**Your assignment**
Once you have read the records below, restate them word for word.

**Material for the task**
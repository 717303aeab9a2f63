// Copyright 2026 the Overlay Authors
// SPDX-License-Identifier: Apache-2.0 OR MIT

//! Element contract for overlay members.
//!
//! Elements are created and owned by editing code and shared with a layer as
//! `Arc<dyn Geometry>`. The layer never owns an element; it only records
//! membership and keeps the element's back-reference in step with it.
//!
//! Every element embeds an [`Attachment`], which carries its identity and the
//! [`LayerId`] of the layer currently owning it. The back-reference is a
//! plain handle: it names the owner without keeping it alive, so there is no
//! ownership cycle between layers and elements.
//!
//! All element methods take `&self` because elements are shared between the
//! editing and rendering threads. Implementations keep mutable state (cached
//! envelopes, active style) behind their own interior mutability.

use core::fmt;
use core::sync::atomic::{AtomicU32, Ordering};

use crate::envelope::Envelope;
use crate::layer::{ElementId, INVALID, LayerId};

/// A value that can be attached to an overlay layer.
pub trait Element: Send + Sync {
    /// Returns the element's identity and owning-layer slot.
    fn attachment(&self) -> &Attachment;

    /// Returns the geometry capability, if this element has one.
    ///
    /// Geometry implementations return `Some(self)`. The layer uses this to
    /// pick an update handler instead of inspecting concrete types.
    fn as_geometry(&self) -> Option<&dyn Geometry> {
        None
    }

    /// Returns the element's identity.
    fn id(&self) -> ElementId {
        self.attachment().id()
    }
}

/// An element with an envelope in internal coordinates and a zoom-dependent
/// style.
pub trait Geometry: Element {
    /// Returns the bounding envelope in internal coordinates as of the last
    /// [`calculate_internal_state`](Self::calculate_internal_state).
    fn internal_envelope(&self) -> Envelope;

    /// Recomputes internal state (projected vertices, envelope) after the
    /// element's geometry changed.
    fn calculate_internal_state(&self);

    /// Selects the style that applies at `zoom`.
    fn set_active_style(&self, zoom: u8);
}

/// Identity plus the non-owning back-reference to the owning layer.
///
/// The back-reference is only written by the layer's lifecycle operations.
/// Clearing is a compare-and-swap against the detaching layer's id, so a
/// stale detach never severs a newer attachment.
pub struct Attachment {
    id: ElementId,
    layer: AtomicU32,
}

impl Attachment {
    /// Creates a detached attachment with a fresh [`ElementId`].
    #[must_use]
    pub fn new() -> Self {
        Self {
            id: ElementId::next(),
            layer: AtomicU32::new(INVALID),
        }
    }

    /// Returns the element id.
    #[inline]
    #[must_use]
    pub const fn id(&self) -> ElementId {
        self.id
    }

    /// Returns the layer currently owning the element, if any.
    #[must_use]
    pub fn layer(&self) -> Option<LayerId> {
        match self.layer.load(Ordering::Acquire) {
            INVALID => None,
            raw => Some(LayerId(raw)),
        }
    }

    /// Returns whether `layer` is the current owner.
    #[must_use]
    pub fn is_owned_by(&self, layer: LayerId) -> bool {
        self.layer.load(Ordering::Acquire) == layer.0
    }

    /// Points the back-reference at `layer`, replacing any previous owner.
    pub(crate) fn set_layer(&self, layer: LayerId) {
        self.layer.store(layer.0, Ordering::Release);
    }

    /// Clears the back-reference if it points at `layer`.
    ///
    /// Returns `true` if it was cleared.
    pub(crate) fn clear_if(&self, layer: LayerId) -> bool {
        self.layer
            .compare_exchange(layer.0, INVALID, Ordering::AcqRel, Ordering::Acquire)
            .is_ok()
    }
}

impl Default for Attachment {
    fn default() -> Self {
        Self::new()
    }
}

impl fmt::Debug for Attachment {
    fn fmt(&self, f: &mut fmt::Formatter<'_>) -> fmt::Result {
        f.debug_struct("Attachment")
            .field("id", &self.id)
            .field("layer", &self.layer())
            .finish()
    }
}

**Exercise response**
repository 717303aeab9a2f63
// Copyright 2026 the Overlay Authors
// SPDX-License-Identifier: Apache-2.0 OR MIT

//! Element contract for overlay members.
//!
//! Elements are created and owned by editing code and shared with a layer as
//! `Arc<dyn Geometry>`. The layer never owns an element; it only records
//! membership and keeps the element's back-reference in step with it.
//!
//! Every element embeds an [`Attachment`], which carries its identity and the
//! [`LayerId`] of the layer currently owning it. The back-reference is a
//! plain handle: it names the owner without keeping it alive, so there is no
//! ownership cycle between layers and elements.
//!
//! All element methods take `&self` because elements are shared between the
//! editing and rendering threads. Implementations keep mutable state (cached
//! envelopes, active style) behind their own interior mutability.

use core::fmt;
use core::sync::atomic::{AtomicU32, Ordering};

use crate::envelope::Envelope;
use crate::layer::{ElementId, INVALID, LayerId};

/// A value that can be attached to an overlay layer.
pub trait Element: Send + Sync {
    /// Returns the element's identity and owning-layer slot.
    fn attachment(&self) -> &Attachment;

    /// Returns the geometry capability, if this element has one.
    ///
    /// Geometry implementations return `Some(self)`. The layer uses this to
    /// pick an update handler instead of inspecting concrete types.
    fn as_geometry(&self) -> Option<&dyn Geometry> {
        None
    }

    /// Returns the element's identity.
    fn id(&self) -> ElementId {
        self.attachment().id()
    }
}

/// An element with an envelope in internal coordinates and a zoom-dependent
/// style.
pub trait Geometry: Element {
    /// Returns the bounding envelope in internal coordinates as of the last
    /// [`calculate_internal_state`](Self::calculate_internal_state).
    fn internal_envelope(&self) -> Envelope;

    /// Recomputes internal state (projected vertices, envelope) after the
    /// element's geometry changed.
    fn calculate_internal_state(&self);

    /// Selects the style that applies at `zoom`.
    fn set_active_style(&self, zoom: u8);
}

/// Identity plus the non-owning back-reference to the owning layer.
///
/// The back-reference is only written by the layer's lifecycle operations.
/// Clearing is a compare-and-swap against the detaching layer's id, so a
/// stale detach never severs a newer attachment.
pub struct Attachment {
    id: ElementId,
    layer: AtomicU32,
}

impl Attachment {
    /// Creates a detached attachment with a fresh [`ElementId`].
    #[must_use]
    pub fn new() -> Self {
        Self {
            id: ElementId::next(),
            layer: AtomicU32::new(INVALID),
        }
    }

    /// Returns the element id.
    #[inline]
    #[must_use]
    pub const fn id(&self) -> ElementId {
        self.id
    }

    /// Returns the layer currently owning the element, if any.
    #[must_use]
    pub fn layer(&self) -> Option<LayerId> {
        match self.layer.load(Ordering::Acquire) {
            INVALID => None,
            raw => Some(LayerId(raw)),
        }
    }

    /// Returns whether `layer` is the current owner.
    #[must_use]
    pub fn is_owned_by(&self, layer: LayerId) -> bool {
        self.layer.load(Ordering::Acquire) == layer.0
    }

    /// Points the back-reference at `layer`, replacing any previous owner.
    pub(crate) fn set_layer(&self, layer: LayerId) {
        self.layer.store(layer.0, Ordering::Release);
    }

    /// Clears the back-reference if it points at `layer`.
    ///
    /// Returns `true` if it was cleared.
    pub(crate) fn clear_if(&self, layer: LayerId) -> bool {
        self.layer
            .compare_exchange(layer.0, INVALID, Ordering::AcqRel, Ordering::Acquire)
            .is_ok()
    }
}

impl Default for Attachment {
    fn default() -> Self {
        Self::new()
    }
}

impl fmt::Debug for Attachment {
    fn fmt(&self, f: &mut fmt::Formatter<'_>) -> fmt::Result {
        f.debug_struct("Attachment")
            .field("id", &self.id)
            .field("layer", &self.layer())
            .finish()
    }
}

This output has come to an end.